Entretien avec Isabelle Baszanger. « La douleur est devenue une cause nationale en France »

Vous dites qu'il y a l'amorce d'une médecine de la douleur lorsque l'on passe de la douleur expérimentale à la « douleur clinique ». Qu'entendez-vous par là ?

Jusqu'à la moitié du xxe siècle, la douleur concerne surtout les chercheurs intéressés par le fonctionnement du système nerveux. La médecine la voit comme un symptôme et cherche à en traiter la cause. Un changement s'amorce avec les travaux de l'anesthésiste américain John J. Bonica.
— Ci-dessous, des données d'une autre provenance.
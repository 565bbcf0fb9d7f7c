//! EVM log source.
//!
//! Adapts a JSON-RPC provider (`eth_blockNumber`, `eth_getLogs`, plus a
//! new-heads subscription) to the engine's [`ChainSource`]. Logs are fetched
//! unfiltered for the whole window; contract resolution happens client-side
//! in the router. Reorg-removed logs are dropped here, and the output is
//! normalized to `(block_number, log_index)` order regardless of what the
//! node returned.

use async_trait::async_trait;
use serde::{Deserialize, Serialize};

use logsync_core::error::SyncError;
use logsync_core::source::{ChainSource, HeightStream};
use logsync_core::types::{BlockRange, RawLogEvent};

/// A raw EVM log as returned by `eth_getLogs`.
#[derive(Debug, Clone, Serialize, Deserialize)]
pub struct RawLog {
    pub address: String,
    pub topics: Vec<String>,
    #[serde(rename = "data")]
    pub data: String,
    #[serde(rename = "blockNumber")]
    pub block_number: String,
    #[serde(rename = "blockHash")]
    pub block_hash: String,
    #[serde(rename = "transactionHash")]
    pub tx_hash: String,
    #[serde(rename = "logIndex")]
    pub log_index: String,
    #[serde(rename = "removed")]
    pub removed: Option<bool>,
}

impl RawLog {
    /// Returns `true` if this log was removed by a reorg.
    pub fn is_removed(&self) -> bool {
        self.removed.unwrap_or(false)
    }

    /// Convert the wire log into the engine's raw event shape.
    ///
    /// Fails if the quantity fields are not valid hex; a node that reports
    /// unparsable positions cannot be scanned safely.
    pub fn into_event(self) -> Result<RawLogEvent, SyncError> {
        let block_number = parse_hex_u64(&self.block_number).ok_or_else(|| {
            SyncError::Source(format!("Bad blockNumber in log: {:?}", self.block_number))
        })?;
        let log_index = parse_hex_u64(&self.log_index)
            .ok_or_else(|| SyncError::Source(format!("Bad logIndex in log: {:?}", self.log_index)))?;
        let data = decode_hex(&self.data)
            .map_err(|e| SyncError::Source(format!("Bad data blob in log: {e}")))?;
        Ok(RawLogEvent {
            address: self.address,
            block_number,
            log_index,
            topics: self.topics,
            data,
        })
    }
}

/// Trait for fetching EVM data from a JSON-RPC provider.
#[async_trait]
pub trait EvmRpcClient: Send + Sync {
    /// `eth_blockNumber`.
    async fn get_block_number(&self) -> Result<u64, SyncError>;

    /// `eth_getLogs` over an inclusive block range, no address/topic filter.
    async fn get_logs(&self, from: u64, to: u64) -> Result<Vec<RawLog>, SyncError>;

    /// Subscribe to new-head height notifications (`eth_subscribe
    /// newHeads`, or polling where the transport has no subscriptions).
    async fn subscribe_heads(&self) -> Result<HeightStream, SyncError>;
}

/// [`ChainSource`] backed by an [`EvmRpcClient`].
pub struct EvmLogSource<C> {
    client: C,
}

impl<C: EvmRpcClient> EvmLogSource<C> {
    pub fn new(client: C) -> Self {
        Self { client }
    }
}

#[async_trait]
impl<C: EvmRpcClient> ChainSource for EvmLogSource<C> {
    async fn current_height(&self) -> Result<u64, SyncError> {
        self.client.get_block_number().await
    }

    async fn logs_in_range(&self, range: BlockRange) -> Result<Vec<RawLogEvent>, SyncError> {
        if range.is_empty() {
            return Ok(vec![]);
        }
        let raw = self.client.get_logs(range.from, range.to).await?;
        let mut events = Vec::with_capacity(raw.len());
        for log in raw {
            if log.is_removed() {
                continue;
            }
            events.push(log.into_event()?);
        }
        events.sort_by_key(|e| (e.block_number, e.log_index));
        Ok(events)
    }

    async fn subscribe_heights(&self) -> Result<HeightStream, SyncError> {
        self.client.subscribe_heads().await
    }
}

/// Parse a hex-encoded quantity (with or without `0x`) to u64.
pub fn parse_hex_u64(s: &str) -> Option<u64> {
    let s = s.strip_prefix("0x").unwrap_or(s);
    u64::from_str_radix(s, 16).ok()
}

/// Decode a `0x`-prefixed hex blob into bytes. `"0x"` decodes to empty.
pub fn decode_hex(s: &str) -> Result<Vec<u8>, hex::FromHexError> {
    hex::decode(s.strip_prefix("0x").unwrap_or(s))
}

#[cfg(test)]
mod tests {
    use super::*;
    use futures::stream;
    use std::sync::Mutex;

    #[test]
    fn parse_hex_u64_basic() {
        assert_eq!(parse_hex_u64("0x1"), Some(1));
        assert_eq!(parse_hex_u64("0xff"), Some(255));
        assert_eq!(parse_hex_u64("1234"), Some(0x1234));
        assert_eq!(parse_hex_u64("0xzz"), None);
        assert_eq!(parse_hex_u64(""), None);
    }

    #[test]
    fn raw_log_deserializes_from_rpc_json() {
        let json = r#"{
            "address": "0xa0b86991c6218b36c1d19d4a2e9eb0ce3606eb48",
            "topics": [
                "0xddf252ad1be2c89b69c2b068fc378daa952ba7f163c4a11628f55a4df523b3ef",
                "0x00000000000000000000000028c6c06298d514db089934071355e5743bf21d60"
            ],
            "data": "0x00000000000000000000000000000000000000000000000000000002540be400",
            "blockNumber": "0x112a880",
            "blockHash": "0x7d5a4369c8e1f05ab296b02e0da346c4e0c01e342e3c6e4de34b07a9ce7d3b9a",
            "transactionHash": "0x9e7d9f1bcd23a34cf5c8a3ad4d7e1f6bb3a1f2f3a60c5a8cf0b4d9e2c71a5b08",
            "transactionIndex": "0x42",
            "logIndex": "0x9f",
            "removed": false
        }"#;

        let log: RawLog = serde_json::from_str(json).unwrap();
        assert_eq!(log.topics.len(), 2);
        assert!(!log.is_removed());

        let event = log.into_event().unwrap();
        assert_eq!(event.block_number, 18_000_000);
        assert_eq!(event.log_index, 0x9f);
        assert_eq!(event.data.len(), 32);
        // 0x2540be400 sits in the low bytes of the word.
        assert_eq!(event.data[27], 0x02);
        assert_eq!(event.data[31], 0x00);
    }

    #[test]
    fn into_event_rejects_bad_quantities() {
        let log = RawLog {
            address: "0x0".into(),
            topics: vec![],
            data: "0x".into(),
            block_number: "not-hex".into(),
            block_hash: "0x0".into(),
            tx_hash: "0x0".into(),
            log_index: "0x5".into(),
            removed: None,
        };
        assert!(log.into_event().is_err());
    }

    // ─── Source behavior ──────────────────────────────────────────────────────

    struct MockRpc {
        logs: Mutex<Vec<RawLog>>,
        head: u64,
    }

    fn wire_log(block: &str, index: &str, removed: bool) -> RawLog {
        RawLog {
            address: "0xa0b86991c6218b36c1d19d4a2e9eb0ce3606eb48".into(),
            topics: vec!["0xddf252ad".into()],
            data: "0x".into(),
            block_number: block.into(),
            block_hash: "0x0".into(),
            tx_hash: "0x0".into(),
            log_index: index.into(),
            removed: Some(removed),
        }
    }

    #[async_trait]
    impl EvmRpcClient for MockRpc {
        async fn get_block_number(&self) -> Result<u64, SyncError> {
            Ok(self.head)
        }

        async fn get_logs(&self, _from: u64, _to: u64) -> Result<Vec<RawLog>, SyncError> {
            Ok(self.logs.lock().unwrap().clone())
        }

        async fn subscribe_heads(&self) -> Result<HeightStream, SyncError> {
            Ok(Box::pin(stream::iter(Vec::new())))
        }
    }

    #[tokio::test]
    async fn source_orders_and_filters_logs() {
        // Node returns logs out of order, with one removed by a reorg.
        let rpc = MockRpc {
            logs: Mutex::new(vec![
                wire_log("0x6e", "0x2", false), // (110, 2)
                wire_log("0x65", "0x0", false), // (101, 0)
                wire_log("0x6e", "0x0", true),  // removed
                wire_log("0x6e", "0x1", false), // (110, 1)
            ]),
            head: 0x6e,
        };
        let source = EvmLogSource::new(rpc);

        let events = source
            .logs_in_range(BlockRange::new(100, 110))
            .await
            .unwrap();
        let positions: Vec<(u64, u64)> =
            events.iter().map(|e| (e.block_number, e.log_index)).collect();
        assert_eq!(positions, vec![(101, 0), (110, 1), (110, 2)]);
    }

    #[tokio::test]
    async fn empty_range_skips_the_rpc() {
        let rpc = MockRpc {
            logs: Mutex::new(vec![wire_log("0x65", "0x0", false)]),
            head: 110,
        };
        let source = EvmLogSource::new(rpc);
        let events = source
            .logs_in_range(BlockRange::new(110, 100))
            .await
            .unwrap();
        assert!(events.is_empty());
    }

    #[tokio::test]
    async fn head_query_passes_through() {
        let rpc = MockRpc {
            logs: Mutex::new(vec![]),
            head: 18_000_000,
        };
        let source = EvmLogSource::new(rpc);
        assert_eq!(source.current_height().await.unwrap(), 18_000_000);
    }
}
Sortant l'entité douleur du laboratoire, il construit une « douleur clinique » qui intègre l'individu malade et son expérience, ouvrant ainsi un nouvel espace au travail médical. En 1953, il pose les principes (pluridisciplinarité, présence d'un psychiatre...) d'une forme d'organisation nouvelle, la « clinique de la douleur ». Cependant, ses efforts rencontrent peu d'échos. Cette indifférence ne sera levée que très lentement, grâce entre autres à une nouvelle théorie scientifique - la théorie de la porte - selon laquelle les modalités de la douleur sont déterminées par de nombreuses variables physiologiques et psychologiques qui peuvent être modulées.